Supported by foreign diplomas and degrees, the nurses have been approved and licensed by Sweden’s National Board of Health and Welfare. But even if their certificates are authentic, the investigators find that they are no guarantee of anyone having actually studied.
“Alex”, who is currently working at Sahlgrenska Hospital, reveals that he travelled to the college in Romania to take his final exams. He received his diploma and became a licensed nurse, first in Romania and then in Sweden.
“I've managed quite well so far. I've made no mistakes, at least. Not even in an emergency. You just call an ambulance.”
“I’ve admitted not having much experience”
For two of the three years that, according to his diploma, “Alex” was training as a nurse, he was working as a lorry driver in Sweden and studying Swedish for Immigrants.
To learn about the job, he worked for a few months as a nursing auxiliary.
Did it ever cross your mind that the patients could be in danger?
”Yes, and I've said so in the job interview too. I've admitted not having much experience and that I've not worked before either.”
At least 27 people have bluffed their way into healthcare
“Alex” is not the only registered nurse to have no proper training.
Mission Investigate’s research shows that a total of 27 medical workers have bluffed their way into the profession; not only those who claim to have studied abroad but also people who have forged degrees and diplomas. Some are currently under police investigation, others have already been convicted – and yet others are still working in hospitals in Sweden.
Moreover, 335 unlicensed doctors and nurses have been employed without background checks. These people might well have the proper training for the profession – but they have obtained no licence from the National Board of Health and Welfare, nor have they applied for one.
However, the report also shows that there are several cases where nurses claim to have studied full time as a nurse in another country while having lived and worked in Sweden.
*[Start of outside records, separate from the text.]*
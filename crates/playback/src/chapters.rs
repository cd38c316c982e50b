//! Chapter navigation over a sorted list of start offsets.

/// Index of the chapter containing `pos_s`.
pub fn index_at(starts: &[u32], pos_s: u32) -> Option<usize> {
    if starts.is_empty() {
        return None;
    }
    Some(starts.iter().rposition(|s| *s <= pos_s).unwrap_or(0))
}

/// Start of the chapter after the one containing `pos_s`.
pub fn next_start(starts: &[u32], pos_s: u32) -> Option<u32> {
    let i = index_at(starts, pos_s)?;
    starts.get(i.checked_add(1)?).copied()
}

/// Start of the chapter before the one containing `pos_s` (the first
/// chapter's start when already in it).
pub fn prev_start(starts: &[u32], pos_s: u32) -> Option<u32> {
    let i = index_at(starts, pos_s)?;
    starts.get(i.saturating_sub(1)).copied()
}

#[cfg(test)]
mod tests {
    use super::*;

    const STARTS: [u32; 3] = [0, 400, 900];

    #[test]
    fn test_next_and_prev() {
        assert_eq!(next_start(&STARTS, 497), Some(900));
        assert_eq!(next_start(&STARTS, 900), None);
        assert_eq!(prev_start(&STARTS, 497), Some(0));
        assert_eq!(prev_start(&STARTS, 10), Some(0));
        assert_eq!(next_start(&[], 10), None);
    }
}
//! Property tests for the line breaker, page index and CP437 fold.

use proptest::prelude::*;
use text::cp437::fold;
use text::wrap::{columns, lines};
use text::PageIndex;

fn prose() -> impl Strategy<Value = String> {
    proptest::collection::vec(
        prop_oneof![
            "[a-z]{1,12}",
            Just(" ".to_string()),
            Just("-".to_string()),
            Just("\n".to_string()),
            Just("\r\n".to_string()),
            Just("é".to_string()),
            Just("\u{201C}".to_string()),
        ],
        0..200,
    )
    .prop_map(|parts| parts.concat())
}

proptest! {
    #[test]
    fn repaginating_yields_same_offsets(text in prose(), cols in 1usize..60, rows in 1usize..40) {
        let a = PageIndex::build(text.as_bytes(), cols, rows);
        let b = PageIndex::build(text.as_bytes(), cols, rows);
        prop_assert_eq!(a.offsets(), b.offsets());
        prop_assert!(a.offsets().windows(2).all(|w| w[0] < w[1]));
    }

    #[test]
    fn no_line_exceeds_column_limit(text in prose(), cols in 1usize..60) {
        let bytes = text.as_bytes();
        let mut prev_next = 0;
        for line in lines(bytes, cols) {
            prop_assert!(columns(&bytes[line.start..line.end]) <= cols);
            prop_assert!(line.start >= prev_next);
            prop_assert!(line.next > line.start || line.next == bytes.len());
            prev_next = line.next;
        }
    }

    #[test]
    fn fold_is_a_function(c in any::<char>()) {
        prop_assert_eq!(fold(c), fold(c));
        if c.is_ascii_graphic() {
            prop_assert_eq!(fold(c), Some(c as u8));
        }
    }
}
//! Errors a screen action can end in.
//!
//! None of these are fatal: the runtime logs the error, shows
//! [`AppError::banner`] on the hint row and keeps running.

use library::CacheError;
use playback::PipelineError;
use store::StoreError;
use text::EditorError;
use web::FetchError;

/// Failure of one user action.
#[derive(Debug, Clone, Copy, PartialEq, Eq, thiserror::Error)]
#[cfg_attr(feature = "defmt", derive(defmt::Format))]
pub enum AppError {
    /// Persistence failed.
    #[error("store: {0}")]
    Store(StoreError),
    /// Directory scan failed.
    #[error("library: {0}")]
    Library(CacheError),
    /// Audio pipeline failed.
    #[error("audio: {0}")]
    Audio(PipelineError),
    /// Web fetch failed.
    #[error("web: {0}")]
    Fetch(FetchError),
    /// The note editor refused the content.
    #[error("editor: {0}")]
    Editor(EditorError),
    /// A boot-time buffer was never handed out.
    #[error("out of memory")]
    OutOfMemory,
    /// The SD card reported an error.
    #[error("SD card error")]
    Sd,
    /// The radio refused new parameters.
    #[error("radio error")]
    Radio,
    /// WiFi association failed.
    #[error("WiFi error")]
    Wifi,
}

impl AppError {
    /// Short text for the hint row.
    pub fn banner(&self) -> &'static str {
        match self {
            Self::Store(e) => e.banner(),
            Self::Library(e) => e.banner(),
            Self::Audio(e) => e.banner(),
            Self::Fetch(e) => e.banner(),
            Self::Editor(EditorError::Full) => "Note is full",
            Self::Editor(EditorError::TooLarge) => "Note too large",
            Self::OutOfMemory => "Out of memory",
            Self::Sd => "SD card error",
            Self::Radio => "Radio error",
            Self::Wifi => "WiFi connect failed",
        }
    }
}

impl From<StoreError> for AppError {
    fn from(e: StoreError) -> Self {
        Self::Store(e)
    }
}

impl From<CacheError> for AppError {
    fn from(e: CacheError) -> Self {
        Self::Library(e)
    }
}

impl From<PipelineError> for AppError {
    fn from(e: PipelineError) -> Self {
        Self::Audio(e)
    }
}

impl From<FetchError> for AppError {
    fn from(e: FetchError) -> Self {
        Self::Fetch(e)
    }
}

impl From<EditorError> for AppError {
    fn from(e: EditorError) -> Self {
        Self::Editor(e)
    }
}

impl From<platform::storage::PathTooLong> for AppError {
    fn from(_: platform::storage::PathTooLong) -> Self {
        Self::Store(StoreError::PathTooLong)
    }
}

/// Map a backend storage error to [`AppError::Sd`], logging the detail.
pub(crate) fn sd<E: core::fmt::Debug>(err: E) -> AppError {
    tracing::warn!("sd: {:?}", err);
    AppError::Sd
}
Nurses like this can be found at such hospitals as Danderyd, Sahlgrenska and St Göran’s.
Training must be full time
There's an EU directive that details what a nursing training course must include if it's to guarantee patient safety. Study must be full time and cover 4,600 hours of teaching – half of it is theory, the other half is practice.
And yet colleges in Romania and Poland have issued diplomas and degrees to students who have not attended any course.
- One woman was earning around 300,000 kronor a year working as a shop assistant in central Sweden at the same time as she was meant to have been studying in Poland.
- One man also earned around 300,000 kronor a year working as a tiler and on various construction projects in Stockholm. At the same time, he was registered to attend a college in Romania.
- Another man worked in Sweden as a lorry driver when he, according to the basis of his nursing license, was studying full time in Romania.
- A woman who obtained a nursing licence in Sweden was working full time for a bank in Romania while, according to the college, she was a full-time student nurse.
Principal: I don’t know every student
When Mission Investigate visits one of the nursing colleges in Romania to ask about the diplomas, the headmaster maintains that everything is in order. Even for the people who evidently had other full-time occupations while supposedly studying there.
We know that these individuals have worked full time in Sweden. How is that possible?
“We have 600 students here. I don't know every one of them and I don’t know where they are or what they do. But if they come to the college, have their grades, sit their exams, we register each one. This means that they've attended the college,” says Ţăran Camelia.
The National Board of Health and Welfare go by submitted diplomas
Zara Warglo is divisional manager at the National Board of Health and Welfare. She has not heard of these fake nurses who claim to have studied in Romania while actually doing something else.
“This situation is nothing I recognise. But, of course, they've applied on the basis of genuine documentation. And what we do when considering such cases is look at the degree certificates that they submit with their applications. And we also request certificates from the corresponding national authorities.”
But we know that these people have been somewhere else?
“This is a matter for the country in question. Our role is to inform people about this, so we can start a proper dialogue. We all, within the bounds of the EU, need to cooperate and find solutions to problems like this.”
Mission Investigate’s report on Fake Nurses will be broadcast on SVT1 on Wednesday the 14th of November and is available on SVT Play from 1 p.m.